Once you have done the injection correctly, you will find a username and a password appear in the report data. Use these values to log into the management console on the “Login” screen. When you have the correct login, you will get into the system and your hash will be displayed. Record the hash into your JSON file and submit to Gradescope.

Hints:

You notice that the pages and urls for the different clients look very similar, with similar structure and conventions.
How can you add contents from another table to an existing SQL query to return one set of data in a report?
You have heard that this company has realized that client-side scripting is easily bypassable and offers a template for the server-side scripting and have started to remove the clien-side sanitization login. However, you are EXTREMELY confident that they are still using the same server-side sanitization logic/code they have previously used for other sites.
There is difference between encoding, escaping, and sanitization.

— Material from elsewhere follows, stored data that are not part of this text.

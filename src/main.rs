mod cleaner;
mod columns;
mod models;
mod reader;
mod writer;

use anyhow::Result;
use clap::{Arg, Command};
use cleaner::{CleanOutcome, RecordCleaner};
use models::Config;
use std::path::Path;
use tracing_subscriber::EnvFilter;

fn main() -> Result<()> {
    tracing_subscriber::fmt()
        .with_env_filter(
            EnvFilter::try_from_default_env()
                .unwrap_or_else(|_| EnvFilter::new("placement_screener=info")),
        )
        .init();

    let matches = Command::new("placement-screener")
        .version("1.0")
        .about("Screens campus placement applicant sheets against eligibility cutoffs")
        .arg(
            Arg::new("config")
                .short('c')
                .long("config")
                .value_name("FILE")
                .help("Configuration file path")
                .default_value("config.toml"),
        )
        .arg(
            Arg::new("input")
                .short('i')
                .long("input")
                .value_name("FILE")
                .help("Applicant workbook (.xlsx) with a 'Form responses 1' sheet")
                .required(true),
        )
        .arg(
            Arg::new("output")
                .short('o')
                .long("output")
                .value_name("FILE")
                .help("Output workbook path")
                .default_value("processed_file.xlsx"),
        )
        .get_matches();

    let config_file = matches.get_one::<String>("config").unwrap();
    let input_file = matches.get_one::<String>("input").unwrap();
    let output_file = matches.get_one::<String>("output").unwrap();

    // Load or create configuration
    let config = if Path::new(config_file).exists() {
        println!("📋 Loading configuration from: {}", config_file);
        Config::load_from_file(config_file)?
    } else {
        println!("📝 Creating default configuration file: {}", config_file);
        let default_config = Config::default();
        default_config.save_to_file(config_file)?;
        println!("   Edit {} to change the cutoffs; continuing with defaults.", config_file);
        default_config
    };
    config.validate()?;

    println!("🔍 Processing applicant sheet: {}", input_file);
    println!(
        "   Cutoffs: 10th >= {}, 12th >= {}, CGPA >= {}, Live KT <= {}, Drop <= {}, Gap <= {}",
        config.cutoff_10th,
        config.cutoff_12th,
        config.cutoff_btech_cgpa,
        config.cutoff_live_kt,
        config.cutoff_drop,
        config.cutoff_gap
    );
    println!("   Degree metric kept: {}", config.kept_metric());

    let table = reader::read_workbook(input_file)?;
    let input_rows = table.len();

    let cleaner = RecordCleaner::new(&config);
    let outcome = cleaner.run(table)?;

    writer::write_workbook(
        output_file,
        &outcome.cleaned,
        &outcome.removed,
        &config.sheet_name,
    )?;

    print_summary(input_rows, &outcome);
    println!("\n✅ Processing completed successfully!");
    println!("📂 Output written to: {}", output_file);
    Ok(())
}

fn print_summary(input_rows: usize, outcome: &CleanOutcome) {
    println!("\n📊 SUMMARY");
    println!("==========");
    println!("   Input rows: {}", input_rows);

    let duplicates = input_rows - outcome.cleaned.len() - outcome.removed.len();
    if duplicates > 0 {
        println!("   🔄 Duplicate identifiers dropped: {}", duplicates);
    }

    println!("\n   Removed per criterion:");
    for (criterion, count) in &outcome.removal_counts {
        println!("   ❌ {}: {}", criterion, count);
    }

    println!("\n   ✅ Eligible applicants: {}", outcome.cleaned.len());
    println!("   🗑️  Removed applicants: {}", outcome.removed.len());

    if !outcome.year_diagnostics.is_empty() {
        println!(
            "   ⚠️  Malformed year-of-passing values: {} (details in the log)",
            outcome.year_diagnostics.len()
        );
    }
}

Understand the difference and the validity of using one or the other, remembering that there is no client-side and only server-side sanitization.
Null works great for a SQLi when you don’t know the schema, and when the developers aren’t expecting it. The developers are looking for it!
The login bypass logic you used from Task 3 will not work on Task 4, although the choice to attempt is up to you. We explicitly prevented SQL injection on the login screen for this exercise.

Include your flag12 hash into the JSON file and submit it to Gradescope!